**Exercise requirements:**
Scan the records for "number" and copy each line that contains it.

**** Data ****

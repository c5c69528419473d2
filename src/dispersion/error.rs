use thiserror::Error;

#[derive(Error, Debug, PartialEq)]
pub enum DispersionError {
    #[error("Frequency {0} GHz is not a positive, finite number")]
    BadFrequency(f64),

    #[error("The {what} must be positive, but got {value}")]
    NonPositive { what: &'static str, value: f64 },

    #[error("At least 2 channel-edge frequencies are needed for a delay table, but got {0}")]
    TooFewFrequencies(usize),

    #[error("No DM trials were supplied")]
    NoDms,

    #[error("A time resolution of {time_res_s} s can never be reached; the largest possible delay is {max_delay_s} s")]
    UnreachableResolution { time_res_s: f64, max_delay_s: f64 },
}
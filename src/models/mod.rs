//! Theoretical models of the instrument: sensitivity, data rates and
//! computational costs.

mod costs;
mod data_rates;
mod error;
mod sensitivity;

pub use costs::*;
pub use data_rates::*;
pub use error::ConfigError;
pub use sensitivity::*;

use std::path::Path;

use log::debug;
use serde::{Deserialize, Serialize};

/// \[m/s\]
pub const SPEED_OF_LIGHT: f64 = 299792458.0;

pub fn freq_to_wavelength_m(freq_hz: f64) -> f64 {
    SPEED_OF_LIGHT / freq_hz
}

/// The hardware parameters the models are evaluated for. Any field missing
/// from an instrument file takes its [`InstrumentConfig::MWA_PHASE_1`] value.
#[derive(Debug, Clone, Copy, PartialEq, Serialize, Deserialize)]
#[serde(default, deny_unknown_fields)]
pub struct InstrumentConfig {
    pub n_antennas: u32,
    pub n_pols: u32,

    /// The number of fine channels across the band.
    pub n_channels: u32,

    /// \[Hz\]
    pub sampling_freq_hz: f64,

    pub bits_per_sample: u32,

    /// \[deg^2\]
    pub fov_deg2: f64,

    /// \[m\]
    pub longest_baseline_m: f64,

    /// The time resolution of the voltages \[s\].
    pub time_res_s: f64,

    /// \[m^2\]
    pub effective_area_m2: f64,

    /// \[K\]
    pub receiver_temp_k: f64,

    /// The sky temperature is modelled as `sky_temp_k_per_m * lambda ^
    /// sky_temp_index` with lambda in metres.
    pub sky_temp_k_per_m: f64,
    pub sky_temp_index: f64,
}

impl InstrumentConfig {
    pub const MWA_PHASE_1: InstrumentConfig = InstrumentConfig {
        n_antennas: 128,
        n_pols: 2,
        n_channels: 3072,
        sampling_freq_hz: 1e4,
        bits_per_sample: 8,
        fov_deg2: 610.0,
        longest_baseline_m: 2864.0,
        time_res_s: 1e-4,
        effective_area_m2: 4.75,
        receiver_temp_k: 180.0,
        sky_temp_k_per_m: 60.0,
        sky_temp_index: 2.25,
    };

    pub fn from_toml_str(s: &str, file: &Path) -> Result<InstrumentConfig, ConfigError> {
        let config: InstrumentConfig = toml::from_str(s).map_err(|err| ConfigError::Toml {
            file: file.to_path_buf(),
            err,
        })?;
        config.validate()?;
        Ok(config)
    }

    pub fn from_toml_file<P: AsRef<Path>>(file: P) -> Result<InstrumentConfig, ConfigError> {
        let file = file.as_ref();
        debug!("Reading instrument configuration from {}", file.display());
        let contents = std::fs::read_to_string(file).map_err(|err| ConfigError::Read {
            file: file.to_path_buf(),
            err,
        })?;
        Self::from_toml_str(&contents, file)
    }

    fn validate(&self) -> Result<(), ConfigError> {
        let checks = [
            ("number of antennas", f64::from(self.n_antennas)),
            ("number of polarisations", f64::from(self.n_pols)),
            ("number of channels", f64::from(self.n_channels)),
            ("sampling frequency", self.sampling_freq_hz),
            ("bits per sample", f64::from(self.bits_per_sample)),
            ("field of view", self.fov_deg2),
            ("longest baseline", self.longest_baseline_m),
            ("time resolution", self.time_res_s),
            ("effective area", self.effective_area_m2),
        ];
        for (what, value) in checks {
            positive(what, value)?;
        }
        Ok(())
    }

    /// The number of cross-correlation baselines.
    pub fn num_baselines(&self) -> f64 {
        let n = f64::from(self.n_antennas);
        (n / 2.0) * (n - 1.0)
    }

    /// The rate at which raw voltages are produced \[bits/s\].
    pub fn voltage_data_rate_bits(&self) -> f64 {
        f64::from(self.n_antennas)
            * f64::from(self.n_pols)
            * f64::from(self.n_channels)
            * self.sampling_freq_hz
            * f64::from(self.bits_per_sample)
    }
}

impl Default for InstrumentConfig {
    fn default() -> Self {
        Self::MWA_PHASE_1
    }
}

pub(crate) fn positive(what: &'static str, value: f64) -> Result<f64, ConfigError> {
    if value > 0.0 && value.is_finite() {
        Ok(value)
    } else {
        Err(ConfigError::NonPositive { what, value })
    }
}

****

**Solution:**
    #[error("Frequency {0} GHz is not a positive, finite number")]
    /// The number of fine channels across the band.
            ("number of antennas", f64::from(self.n_antennas)),
            ("number of polarisations", f64::from(self.n_pols)),
            ("number of channels", f64::from(self.n_channels)),
    /// The number of cross-correlation baselines.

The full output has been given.